Simone en aparté à Avignon

Simone en aparté, seul en scène Avignon festival off

« Je ne crois pas que je sois une enfant difficile, mais insolente. C’est vrai… plutôt le goût de la contestation, l’esprit frondeur. Je me souviens, quelques jours je crois avant la rentrée scolaire… septembre 41, sur le balcon avec Claude ma cousine, André mon cousin et Denise ma sœur aînée, nous chantons L’internationale… j’ai 14 ans ». Quand on écoute ces mots on n’imagine pas les attribuer à Simone Weil, la ministre de la loi du même nom qui fut la première présidente du Parlement européen.

Elle nous reçoit chez elle sur la scène du théâtre des 3 Soleils pour nous parler simplement comme à des amis, elle dont les confidences furent si rares. Ça pourrait être dans le jardin de sa maison de famille à Cambremer en Normandie ou dans sa chambre, elle affectionnait tellement le lit pour préparer ses examens, travailler, recevoir des amies ou rire avec ses enfants.
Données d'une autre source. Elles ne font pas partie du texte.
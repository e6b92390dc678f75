// In-memory connection source
//
// Serves a fixed users table from memory with optional per-query latency and
// failure injection. Used by tests to exercise pool admission, release and
// error paths without a database.

use std::sync::atomic::{AtomicU64, AtomicUsize, Ordering};
use std::sync::Arc;
use std::time::Duration;

use async_trait::async_trait;
use serde_json::{json, Value};
use tokio::sync::Notify;

use super::{Connection, ConnectionSource, StoreError};

#[derive(Debug, Clone)]
enum Failure {
    Query(String),
    Unavailable(String),
}

#[derive(Debug, Default)]
struct Counters {
    open: AtomicUsize,
    peak_open: AtomicUsize,
    checkouts: AtomicU64,
    close_calls: AtomicUsize,
    closed: std::sync::atomic::AtomicBool,
    drained: Notify,
}

/// In-memory stand-in for a Postgres pool. Clones share counters.
#[derive(Debug, Clone)]
pub struct MemorySource {
    rows: Arc<Vec<Value>>,
    latency: Duration,
    checkout_latency: Duration,
    failure: Option<Failure>,
    counters: Arc<Counters>,
}

impl MemorySource {
    pub fn new(rows: Vec<Value>) -> Self {
        Self {
            rows: Arc::new(rows),
            latency: Duration::ZERO,
            checkout_latency: Duration::ZERO,
            failure: None,
            counters: Arc::new(Counters::default()),
        }
    }

    /// A users table with `count` generated rows
    pub fn with_sample_users(count: usize) -> Self {
        let rows = (1..=count)
            .map(|id| {
                json!({
                    "id": id,
                    "name": format!("user-{}", id),
                    "email": format!("user-{}@example.com", id),
                })
            })
            .collect();
        Self::new(rows)
    }

    /// Every query takes at least `latency`
    pub fn with_latency(mut self, latency: Duration) -> Self {
        self.latency = latency;
        self
    }

    /// Every checkout takes at least `latency` before a connection is handed out
    pub fn with_checkout_latency(mut self, latency: Duration) -> Self {
        self.checkout_latency = latency;
        self
    }

    /// Every query fails with `message`
    pub fn failing_queries(mut self, message: impl Into<String>) -> Self {
        self.failure = Some(Failure::Query(message.into()));
        self
    }

    /// Every checkout fails with `message`
    pub fn unavailable(mut self, message: impl Into<String>) -> Self {
        self.failure = Some(Failure::Unavailable(message.into()));
        self
    }

    /// Connections currently checked out
    pub fn open_connections(&self) -> usize {
        self.counters.open.load(Ordering::Acquire)
    }

    /// Highest number of simultaneously checked-out connections
    pub fn peak_open_connections(&self) -> usize {
        self.counters.peak_open.load(Ordering::Acquire)
    }

    pub fn checkouts(&self) -> u64 {
        self.counters.checkouts.load(Ordering::Relaxed)
    }

    pub fn close_calls(&self) -> usize {
        self.counters.close_calls.load(Ordering::Relaxed)
    }
}

#[async_trait]
impl ConnectionSource for MemorySource {
    async fn checkout(&self) -> Result<Box<dyn Connection>, StoreError> {
        if self.counters.closed.load(Ordering::Acquire) {
            return Err(StoreError::Unavailable("source closed".to_string()));
        }
        if let Some(Failure::Unavailable(message)) = &self.failure {
            return Err(StoreError::Unavailable(message.clone()));
        }
        if !self.checkout_latency.is_zero() {
            tokio::time::sleep(self.checkout_latency).await;
        }

        let open = self.counters.open.fetch_add(1, Ordering::AcqRel) + 1;
        self.counters.peak_open.fetch_max(open, Ordering::AcqRel);
        self.counters.checkouts.fetch_add(1, Ordering::Relaxed);

        Ok(Box::new(MemoryConnection {
            rows: self.rows.clone(),
            latency: self.latency,
            failure: self.failure.clone(),
            counters: self.counters.clone(),
        }))
    }

    async fn close(&self) {
        self.counters.close_calls.fetch_add(1, Ordering::Relaxed);
        self.counters.closed.store(true, Ordering::Release);

        loop {
            let drained = self.counters.drained.notified();
            if self.counters.open.load(Ordering::Acquire) == 0 {
                break;
            }
            drained.await;
        }
    }

    fn name(&self) -> &'static str {
        "memory"
    }
}

struct MemoryConnection {
    rows: Arc<Vec<Value>>,
    latency: Duration,
    failure: Option<Failure>,
    counters: Arc<Counters>,
}

#[async_trait]
impl Connection for MemoryConnection {
    async fn fetch_users(&mut self, limit: i64) -> Result<Vec<Value>, StoreError> {
        if !self.latency.is_zero() {
            tokio::time::sleep(self.latency).await;
        }
        if let Some(Failure::Query(message)) = &self.failure {
            return Err(StoreError::Query(message.clone()));
        }

        let limit = usize::try_from(limit).unwrap_or(0);
        Ok(self.rows.iter().take(limit).cloned().collect())
    }
}

impl Drop for MemoryConnection {
    fn drop(&mut self) {
        if self.counters.open.fetch_sub(1, Ordering::AcqRel) == 1 {
            self.counters.drained.notify_waiters();
        }
    }
}

#[cfg(test)]
mod tests {
    use super::*;

    #[tokio::test]
    async fn test_fetch_respects_limit() {
        let source = MemorySource::with_sample_users(8);
        let mut conn = source.checkout().await.unwrap();

        let rows = conn.fetch_users(5).await.unwrap();
        assert_eq!(rows.len(), 5);
        assert_eq!(rows[0]["name"], "user-1");
    }

    #[tokio::test]
    async fn test_counts_open_connections() {
        let source = MemorySource::new(vec![]);
        let a = source.checkout().await.unwrap();
        let b = source.checkout().await.unwrap();
        assert_eq!(source.open_connections(), 2);

        drop(a);
        drop(b);
        assert_eq!(source.open_connections(), 0);
        assert_eq!(source.peak_open_connections(), 2);
        assert_eq!(source.checkouts(), 2);
    }

    #[tokio::test]
    async fn test_close_waits_for_checked_out_connection() {
        let source = MemorySource::new(vec![]);
        let conn = source.checkout().await.unwrap();

        let closer = {
            let source = source.clone();
            tokio::spawn(async move { source.close().await })
        };

        tokio::time::sleep(Duration::from_millis(20)).await;
        assert!(!closer.is_finished());

        drop(conn);
        tokio::time::timeout(Duration::from_secs(1), closer)
            .await
            .expect("close should finish once connections are returned")
            .unwrap();

        assert!(source.checkout().await.is_err());
    }
}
L’espace est indéfini, des murs de lattes verticales laissent passer la silhouette de la comédienne, les jeux de lumières assombrissent ou éclairent certaines zones du plateau comme un dessin de la mémoire intime ; le seul décor est un élément central, immense transat ou vague, l’actrice s’y réfugie lorsqu’elle se rappelle son enfance si heureuse, aimante. Une évocation appelle l’autre, entre-temps de grands moments de silence. C’est de notre histoire dont il est question et les spectateurs apprécient de pouvoir fermer les yeux parfois, revoir les visages des êtres chers, l’odeur du jasmin, le sourire d’une mère, la douleur des adieux ou les pleurs d’un enfant. Le spectacle comporte peut de discours publics, surtout des réflexions, des convictions européennes, féministes que Simone souhaitait transmettre aux jeunes générations, un formidable art de la joie aussi. Optimiste elle le fut, le revendique, sans édulcorer son expérience concentrationnaire.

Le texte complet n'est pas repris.